- **About this exercise**
In the entries below, find the string "rewritten" and return each line holding it.

- **Data provided**
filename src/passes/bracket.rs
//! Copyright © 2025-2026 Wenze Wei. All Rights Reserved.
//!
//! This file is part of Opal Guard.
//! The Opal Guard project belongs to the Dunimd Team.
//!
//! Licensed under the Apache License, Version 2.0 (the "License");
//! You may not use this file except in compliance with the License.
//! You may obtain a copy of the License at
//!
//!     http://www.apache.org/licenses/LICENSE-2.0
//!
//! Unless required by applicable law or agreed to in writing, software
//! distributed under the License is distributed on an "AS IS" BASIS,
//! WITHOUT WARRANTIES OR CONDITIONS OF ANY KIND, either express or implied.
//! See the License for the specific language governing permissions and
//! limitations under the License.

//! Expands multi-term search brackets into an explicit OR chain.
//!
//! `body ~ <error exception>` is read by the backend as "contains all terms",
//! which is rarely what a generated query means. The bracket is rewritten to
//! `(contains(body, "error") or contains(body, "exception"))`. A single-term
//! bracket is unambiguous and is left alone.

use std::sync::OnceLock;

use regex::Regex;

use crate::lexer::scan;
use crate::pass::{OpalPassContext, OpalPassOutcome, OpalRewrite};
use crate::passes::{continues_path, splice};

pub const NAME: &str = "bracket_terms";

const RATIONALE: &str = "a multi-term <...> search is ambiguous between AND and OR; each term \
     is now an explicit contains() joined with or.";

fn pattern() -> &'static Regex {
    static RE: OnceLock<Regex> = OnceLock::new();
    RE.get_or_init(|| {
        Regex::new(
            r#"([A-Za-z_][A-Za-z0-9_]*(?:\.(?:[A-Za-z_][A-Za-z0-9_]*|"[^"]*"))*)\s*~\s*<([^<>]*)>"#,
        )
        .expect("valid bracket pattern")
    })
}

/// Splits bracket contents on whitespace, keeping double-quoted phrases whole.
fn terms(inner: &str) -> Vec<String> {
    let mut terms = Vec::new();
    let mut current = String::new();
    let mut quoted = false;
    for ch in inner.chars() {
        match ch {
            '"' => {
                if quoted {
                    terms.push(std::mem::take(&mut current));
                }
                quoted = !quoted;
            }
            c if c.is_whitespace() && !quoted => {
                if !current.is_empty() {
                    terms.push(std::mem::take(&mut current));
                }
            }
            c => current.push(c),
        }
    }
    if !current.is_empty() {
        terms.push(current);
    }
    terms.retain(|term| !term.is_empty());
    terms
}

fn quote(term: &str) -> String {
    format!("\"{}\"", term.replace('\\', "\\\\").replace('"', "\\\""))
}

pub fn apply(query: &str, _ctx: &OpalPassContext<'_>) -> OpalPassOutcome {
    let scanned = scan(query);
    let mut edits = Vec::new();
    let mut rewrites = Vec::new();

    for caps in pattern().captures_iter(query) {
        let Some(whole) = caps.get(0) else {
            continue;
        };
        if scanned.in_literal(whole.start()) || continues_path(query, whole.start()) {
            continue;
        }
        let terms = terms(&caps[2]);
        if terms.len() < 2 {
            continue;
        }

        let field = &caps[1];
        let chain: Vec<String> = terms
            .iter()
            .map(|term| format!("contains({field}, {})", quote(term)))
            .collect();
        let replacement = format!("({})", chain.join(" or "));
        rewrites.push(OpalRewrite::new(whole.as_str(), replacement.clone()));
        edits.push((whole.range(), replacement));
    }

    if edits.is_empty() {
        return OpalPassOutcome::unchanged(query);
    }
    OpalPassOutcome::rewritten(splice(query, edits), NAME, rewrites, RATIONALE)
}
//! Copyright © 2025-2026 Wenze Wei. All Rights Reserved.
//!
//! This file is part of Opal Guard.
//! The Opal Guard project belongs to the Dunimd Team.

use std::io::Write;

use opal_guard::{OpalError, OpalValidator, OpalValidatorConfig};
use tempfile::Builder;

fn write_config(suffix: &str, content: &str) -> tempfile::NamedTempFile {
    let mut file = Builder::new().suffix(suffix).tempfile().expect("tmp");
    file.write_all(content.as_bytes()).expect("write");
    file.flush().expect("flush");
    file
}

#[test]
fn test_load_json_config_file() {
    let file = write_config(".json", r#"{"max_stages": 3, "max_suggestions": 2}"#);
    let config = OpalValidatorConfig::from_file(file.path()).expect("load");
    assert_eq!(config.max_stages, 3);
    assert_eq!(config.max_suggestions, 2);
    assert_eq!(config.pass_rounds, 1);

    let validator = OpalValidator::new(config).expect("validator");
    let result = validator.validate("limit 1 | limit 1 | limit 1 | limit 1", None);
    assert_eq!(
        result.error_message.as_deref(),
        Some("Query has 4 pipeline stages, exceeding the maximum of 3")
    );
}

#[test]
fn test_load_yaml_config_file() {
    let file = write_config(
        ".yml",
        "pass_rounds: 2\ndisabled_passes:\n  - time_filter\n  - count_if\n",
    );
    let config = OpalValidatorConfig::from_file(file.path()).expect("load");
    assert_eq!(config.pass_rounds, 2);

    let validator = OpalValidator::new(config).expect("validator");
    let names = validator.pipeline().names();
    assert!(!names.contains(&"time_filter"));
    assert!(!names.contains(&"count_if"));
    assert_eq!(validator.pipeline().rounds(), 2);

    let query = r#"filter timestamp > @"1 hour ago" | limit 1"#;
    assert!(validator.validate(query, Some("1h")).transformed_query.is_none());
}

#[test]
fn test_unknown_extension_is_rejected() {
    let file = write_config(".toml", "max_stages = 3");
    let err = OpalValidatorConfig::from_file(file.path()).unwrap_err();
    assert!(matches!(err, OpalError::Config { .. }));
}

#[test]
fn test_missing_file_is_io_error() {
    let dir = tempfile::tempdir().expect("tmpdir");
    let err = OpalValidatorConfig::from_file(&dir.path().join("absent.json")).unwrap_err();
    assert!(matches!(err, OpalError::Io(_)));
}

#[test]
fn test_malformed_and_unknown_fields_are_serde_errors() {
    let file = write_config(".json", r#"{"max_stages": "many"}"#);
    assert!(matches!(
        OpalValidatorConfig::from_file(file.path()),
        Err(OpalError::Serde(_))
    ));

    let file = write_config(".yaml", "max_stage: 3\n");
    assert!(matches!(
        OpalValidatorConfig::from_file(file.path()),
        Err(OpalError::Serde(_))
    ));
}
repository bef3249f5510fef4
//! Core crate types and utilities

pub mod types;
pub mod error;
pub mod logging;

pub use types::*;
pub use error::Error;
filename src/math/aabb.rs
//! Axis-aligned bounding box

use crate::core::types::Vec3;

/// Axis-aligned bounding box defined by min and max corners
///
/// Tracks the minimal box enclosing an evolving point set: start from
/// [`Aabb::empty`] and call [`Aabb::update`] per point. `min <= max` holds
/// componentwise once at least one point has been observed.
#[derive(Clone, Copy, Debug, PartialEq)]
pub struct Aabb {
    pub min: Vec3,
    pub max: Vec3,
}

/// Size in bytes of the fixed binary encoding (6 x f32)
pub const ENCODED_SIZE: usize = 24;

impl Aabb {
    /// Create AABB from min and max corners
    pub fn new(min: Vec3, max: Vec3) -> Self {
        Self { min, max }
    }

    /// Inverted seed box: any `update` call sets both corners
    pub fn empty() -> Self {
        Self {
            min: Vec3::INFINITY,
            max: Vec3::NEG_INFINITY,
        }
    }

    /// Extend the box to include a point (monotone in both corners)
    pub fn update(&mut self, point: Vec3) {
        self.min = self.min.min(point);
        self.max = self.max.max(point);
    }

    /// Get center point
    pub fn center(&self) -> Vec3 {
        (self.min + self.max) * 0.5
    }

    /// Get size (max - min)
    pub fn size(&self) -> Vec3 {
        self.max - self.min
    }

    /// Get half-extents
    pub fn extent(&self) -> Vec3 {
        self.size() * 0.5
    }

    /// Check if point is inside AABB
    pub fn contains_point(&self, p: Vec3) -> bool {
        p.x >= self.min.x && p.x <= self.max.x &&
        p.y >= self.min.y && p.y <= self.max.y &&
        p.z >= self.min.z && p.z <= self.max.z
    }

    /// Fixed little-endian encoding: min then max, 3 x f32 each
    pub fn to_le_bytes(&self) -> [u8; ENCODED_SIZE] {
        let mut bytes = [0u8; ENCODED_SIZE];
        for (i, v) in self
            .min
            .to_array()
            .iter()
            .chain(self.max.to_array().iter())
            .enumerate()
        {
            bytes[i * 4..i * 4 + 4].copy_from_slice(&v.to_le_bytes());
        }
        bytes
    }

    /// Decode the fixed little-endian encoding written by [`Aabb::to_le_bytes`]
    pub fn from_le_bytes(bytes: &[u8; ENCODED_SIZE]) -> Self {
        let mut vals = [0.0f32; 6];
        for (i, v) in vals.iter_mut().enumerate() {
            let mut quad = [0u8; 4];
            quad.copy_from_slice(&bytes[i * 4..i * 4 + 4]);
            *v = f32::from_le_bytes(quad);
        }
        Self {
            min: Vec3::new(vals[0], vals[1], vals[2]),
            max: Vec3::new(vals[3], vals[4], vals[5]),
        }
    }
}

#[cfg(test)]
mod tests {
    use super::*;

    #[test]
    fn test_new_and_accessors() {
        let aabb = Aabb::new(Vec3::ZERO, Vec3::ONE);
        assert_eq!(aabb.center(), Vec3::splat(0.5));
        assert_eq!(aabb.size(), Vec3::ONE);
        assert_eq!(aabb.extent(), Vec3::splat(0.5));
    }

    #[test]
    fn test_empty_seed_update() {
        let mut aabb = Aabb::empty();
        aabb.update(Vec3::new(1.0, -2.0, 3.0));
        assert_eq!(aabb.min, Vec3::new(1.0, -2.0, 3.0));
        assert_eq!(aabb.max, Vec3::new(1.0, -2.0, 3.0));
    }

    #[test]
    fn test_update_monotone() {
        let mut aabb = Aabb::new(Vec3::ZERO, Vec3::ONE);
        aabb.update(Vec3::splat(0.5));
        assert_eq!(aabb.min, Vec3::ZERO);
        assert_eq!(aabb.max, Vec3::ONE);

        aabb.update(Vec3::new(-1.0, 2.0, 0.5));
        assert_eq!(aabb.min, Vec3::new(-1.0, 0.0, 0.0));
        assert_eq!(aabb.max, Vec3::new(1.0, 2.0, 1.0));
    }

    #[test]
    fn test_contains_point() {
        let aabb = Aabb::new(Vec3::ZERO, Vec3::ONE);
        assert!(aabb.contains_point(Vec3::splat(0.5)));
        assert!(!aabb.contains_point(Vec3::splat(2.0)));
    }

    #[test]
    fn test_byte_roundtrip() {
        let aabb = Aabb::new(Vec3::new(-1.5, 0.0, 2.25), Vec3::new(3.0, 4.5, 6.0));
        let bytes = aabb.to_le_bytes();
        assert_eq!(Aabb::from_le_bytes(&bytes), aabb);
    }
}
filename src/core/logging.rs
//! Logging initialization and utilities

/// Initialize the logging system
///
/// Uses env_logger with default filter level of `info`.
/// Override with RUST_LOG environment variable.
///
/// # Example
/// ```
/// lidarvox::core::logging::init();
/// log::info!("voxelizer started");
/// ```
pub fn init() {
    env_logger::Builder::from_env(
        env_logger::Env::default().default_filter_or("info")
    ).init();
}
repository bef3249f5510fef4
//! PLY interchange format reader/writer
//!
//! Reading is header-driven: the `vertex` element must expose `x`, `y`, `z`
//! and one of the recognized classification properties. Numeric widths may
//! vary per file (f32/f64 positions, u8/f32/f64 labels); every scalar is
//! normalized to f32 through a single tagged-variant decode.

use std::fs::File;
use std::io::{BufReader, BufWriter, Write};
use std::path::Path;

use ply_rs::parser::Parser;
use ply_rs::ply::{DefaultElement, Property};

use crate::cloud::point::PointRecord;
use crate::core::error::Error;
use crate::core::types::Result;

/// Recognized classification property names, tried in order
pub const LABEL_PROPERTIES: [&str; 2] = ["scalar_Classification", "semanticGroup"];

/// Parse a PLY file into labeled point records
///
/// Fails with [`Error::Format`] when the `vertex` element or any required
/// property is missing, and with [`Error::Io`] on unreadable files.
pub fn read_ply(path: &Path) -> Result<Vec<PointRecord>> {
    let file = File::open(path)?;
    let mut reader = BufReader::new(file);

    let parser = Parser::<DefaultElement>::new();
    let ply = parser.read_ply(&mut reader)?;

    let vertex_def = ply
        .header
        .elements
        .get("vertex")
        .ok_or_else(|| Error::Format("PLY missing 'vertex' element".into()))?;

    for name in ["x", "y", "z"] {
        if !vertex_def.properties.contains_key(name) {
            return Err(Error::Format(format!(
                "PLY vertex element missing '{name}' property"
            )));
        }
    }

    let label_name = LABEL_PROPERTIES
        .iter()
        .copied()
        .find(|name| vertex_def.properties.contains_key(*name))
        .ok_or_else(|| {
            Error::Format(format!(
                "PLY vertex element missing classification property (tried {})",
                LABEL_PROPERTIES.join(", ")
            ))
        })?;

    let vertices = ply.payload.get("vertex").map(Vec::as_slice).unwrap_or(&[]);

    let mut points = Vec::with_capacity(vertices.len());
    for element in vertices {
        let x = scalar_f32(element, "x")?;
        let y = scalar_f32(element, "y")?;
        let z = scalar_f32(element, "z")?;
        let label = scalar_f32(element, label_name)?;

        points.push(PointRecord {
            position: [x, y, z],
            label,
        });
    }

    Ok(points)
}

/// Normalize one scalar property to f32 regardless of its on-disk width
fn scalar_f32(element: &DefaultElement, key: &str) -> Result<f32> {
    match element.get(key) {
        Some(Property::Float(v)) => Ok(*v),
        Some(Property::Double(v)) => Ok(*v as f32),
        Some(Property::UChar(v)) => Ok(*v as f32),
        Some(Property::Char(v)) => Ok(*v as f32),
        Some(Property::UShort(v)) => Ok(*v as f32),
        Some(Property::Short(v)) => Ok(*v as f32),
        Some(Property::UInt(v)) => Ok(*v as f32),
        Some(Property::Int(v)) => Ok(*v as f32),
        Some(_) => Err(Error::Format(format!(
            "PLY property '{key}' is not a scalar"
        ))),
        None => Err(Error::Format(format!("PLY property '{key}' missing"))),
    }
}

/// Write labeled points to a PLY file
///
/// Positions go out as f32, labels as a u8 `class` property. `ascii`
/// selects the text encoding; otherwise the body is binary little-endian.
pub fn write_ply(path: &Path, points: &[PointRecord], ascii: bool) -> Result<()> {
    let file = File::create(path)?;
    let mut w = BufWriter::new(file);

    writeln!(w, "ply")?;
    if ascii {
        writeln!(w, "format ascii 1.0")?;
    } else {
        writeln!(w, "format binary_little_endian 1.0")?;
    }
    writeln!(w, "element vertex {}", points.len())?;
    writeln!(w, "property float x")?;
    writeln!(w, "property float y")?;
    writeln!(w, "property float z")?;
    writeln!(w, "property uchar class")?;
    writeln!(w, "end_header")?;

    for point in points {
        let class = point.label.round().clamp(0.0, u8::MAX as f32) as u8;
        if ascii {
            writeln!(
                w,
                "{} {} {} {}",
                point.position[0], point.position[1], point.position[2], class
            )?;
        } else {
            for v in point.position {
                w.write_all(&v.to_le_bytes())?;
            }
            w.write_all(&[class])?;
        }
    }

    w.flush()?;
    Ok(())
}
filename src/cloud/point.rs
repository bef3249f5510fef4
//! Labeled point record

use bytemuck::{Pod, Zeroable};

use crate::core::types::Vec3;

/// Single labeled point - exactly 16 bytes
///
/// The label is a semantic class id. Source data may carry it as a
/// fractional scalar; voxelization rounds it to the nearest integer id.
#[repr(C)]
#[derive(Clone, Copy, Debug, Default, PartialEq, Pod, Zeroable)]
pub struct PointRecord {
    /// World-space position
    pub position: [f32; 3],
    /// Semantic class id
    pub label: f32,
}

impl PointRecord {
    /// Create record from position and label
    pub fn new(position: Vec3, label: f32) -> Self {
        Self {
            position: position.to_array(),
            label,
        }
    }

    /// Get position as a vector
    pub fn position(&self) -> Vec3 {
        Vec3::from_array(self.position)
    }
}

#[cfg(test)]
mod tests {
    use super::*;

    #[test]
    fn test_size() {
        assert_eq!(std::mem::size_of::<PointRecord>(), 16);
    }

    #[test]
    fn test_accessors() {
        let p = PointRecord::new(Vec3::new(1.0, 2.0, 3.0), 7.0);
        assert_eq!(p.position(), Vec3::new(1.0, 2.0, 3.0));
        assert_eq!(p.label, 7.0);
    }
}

- **Result**
//! which is rarely what a generated query means. The bracket is rewritten to
    OpalPassOutcome::rewritten(splice(query, edits), NAME, rewrites, RATIONALE)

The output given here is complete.